Required action:
Give every line of the data again, exactly as it is written.

----- Data shown

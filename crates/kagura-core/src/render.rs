//! Rendering seams and host-side copy-out batching.
//!
//! Actual GPU submission and text shaping are external collaborators; the
//! core only defines the interfaces it drives and the [`RenderBatches`]
//! structure the renderable borrow is copied into before it expires.

use std::collections::HashMap;

use kagura_module_api::{RenderableObject, Vec2, Vec4};

/// Draw-submission service for the renderable batches of one frame.
pub trait SceneRenderer {
    fn draw_batches(&mut self, batches: &RenderBatches);
}

/// Immediate text drawing service; commands are only valid within the frame.
pub trait TextRenderer {
    fn draw_text(&mut self, text: &str, position: Vec2, font_size: f32, color: Vec4);
}

/// Host-owned copy of the frame's renderables, grouped by texture so the
/// renderer can submit one batch per texture. Reused across frames to avoid
/// re-allocating.
#[derive(Default)]
pub struct RenderBatches {
    by_texture: HashMap<u32, Vec<RenderableObject>>,
    total: usize,
}

impl RenderBatches {
    #[inline]
    pub fn new() -> Self {
        Self::default()
    }

    /// Empties every batch but keeps their allocations.
    pub fn clear(&mut self) {
        for batch in self.by_texture.values_mut() {
            batch.clear();
        }
        self.total = 0;
    }

    #[inline]
    pub fn push(&mut self, renderable: RenderableObject) {
        self.by_texture
            .entry(renderable.texture_id)
            .or_default()
            .push(renderable);
        self.total += 1;
    }

    #[inline]
    pub fn len(&self) -> usize {
        self.total
    }

    #[inline]
    pub fn is_empty(&self) -> bool {
        self.total == 0
    }

    pub fn batches(&self) -> impl Iterator<Item = (u32, &[RenderableObject])> {
        self.by_texture
            .iter()
            .filter(|(_, v)| !v.is_empty())
            .map(|(&texture, v)| (texture, v.as_slice()))
    }
}

/// Renderer that narrates to the log instead of a GPU. Stands in wherever a
/// real device is out of reach (headless runs, tests).
#[derive(Default)]
pub struct ConsoleRenderer {
    pub frames: u64,
}

impl SceneRenderer for ConsoleRenderer {
    fn draw_batches(&mut self, batches: &RenderBatches) {
        self.frames += 1;
        for (texture, batch) in batches.batches() {
            log::debug!(target: "render", "texture {texture}: {} renderable(s)", batch.len());
        }
    }
}

impl TextRenderer for ConsoleRenderer {
    fn draw_text(&mut self, text: &str, position: Vec2, font_size: f32, _color: Vec4) {
        log::debug!(
            target: "render",
            "text at ({}, {}) size {font_size}: {text:?}",
            position.x,
            position.y
        );
    }
}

----------

Worked solution:
filename crates/kagura-core/src/render.rs
//! Rendering seams and host-side copy-out batching.
//!
//! Actual GPU submission and text shaping are external collaborators; the
//! core only defines the interfaces it drives and the [`RenderBatches`]
//! structure the renderable borrow is copied into before it expires.

use std::collections::HashMap;

use kagura_module_api::{RenderableObject, Vec2, Vec4};

/// Draw-submission service for the renderable batches of one frame.
pub trait SceneRenderer {
    fn draw_batches(&mut self, batches: &RenderBatches);
}

/// Immediate text drawing service; commands are only valid within the frame.
pub trait TextRenderer {
    fn draw_text(&mut self, text: &str, position: Vec2, font_size: f32, color: Vec4);
}

/// Host-owned copy of the frame's renderables, grouped by texture so the
/// renderer can submit one batch per texture. Reused across frames to avoid
/// re-allocating.
#[derive(Default)]
pub struct RenderBatches {
    by_texture: HashMap<u32, Vec<RenderableObject>>,
    total: usize,
}

impl RenderBatches {
    #[inline]
    pub fn new() -> Self {
        Self::default()
    }

    /// Empties every batch but keeps their allocations.
    pub fn clear(&mut self) {
        for batch in self.by_texture.values_mut() {
            batch.clear();
        }
        self.total = 0;
    }

    #[inline]
    pub fn push(&mut self, renderable: RenderableObject) {
        self.by_texture
            .entry(renderable.texture_id)
            .or_default()
            .push(renderable);
        self.total += 1;
    }

    #[inline]
    pub fn len(&self) -> usize {
        self.total
    }

    #[inline]
    pub fn is_empty(&self) -> bool {
        self.total == 0
    }

    pub fn batches(&self) -> impl Iterator<Item = (u32, &[RenderableObject])> {
        self.by_texture
            .iter()
            .filter(|(_, v)| !v.is_empty())
            .map(|(&texture, v)| (texture, v.as_slice()))
    }
}

/// Renderer that narrates to the log instead of a GPU. Stands in wherever a
/// real device is out of reach (headless runs, tests).
#[derive(Default)]
pub struct ConsoleRenderer {
    pub frames: u64,
}

impl SceneRenderer for ConsoleRenderer {
    fn draw_batches(&mut self, batches: &RenderBatches) {
        self.frames += 1;
        for (texture, batch) in batches.batches() {
            log::debug!(target: "render", "texture {texture}: {} renderable(s)", batch.len());
        }
    }
}

impl TextRenderer for ConsoleRenderer {
    fn draw_text(&mut self, text: &str, position: Vec2, font_size: f32, _color: Vec4) {
        log::debug!(
            target: "render",
            "text at ({}, {}) size {font_size}: {text:?}",
            position.x,
            position.y
        );
    }
}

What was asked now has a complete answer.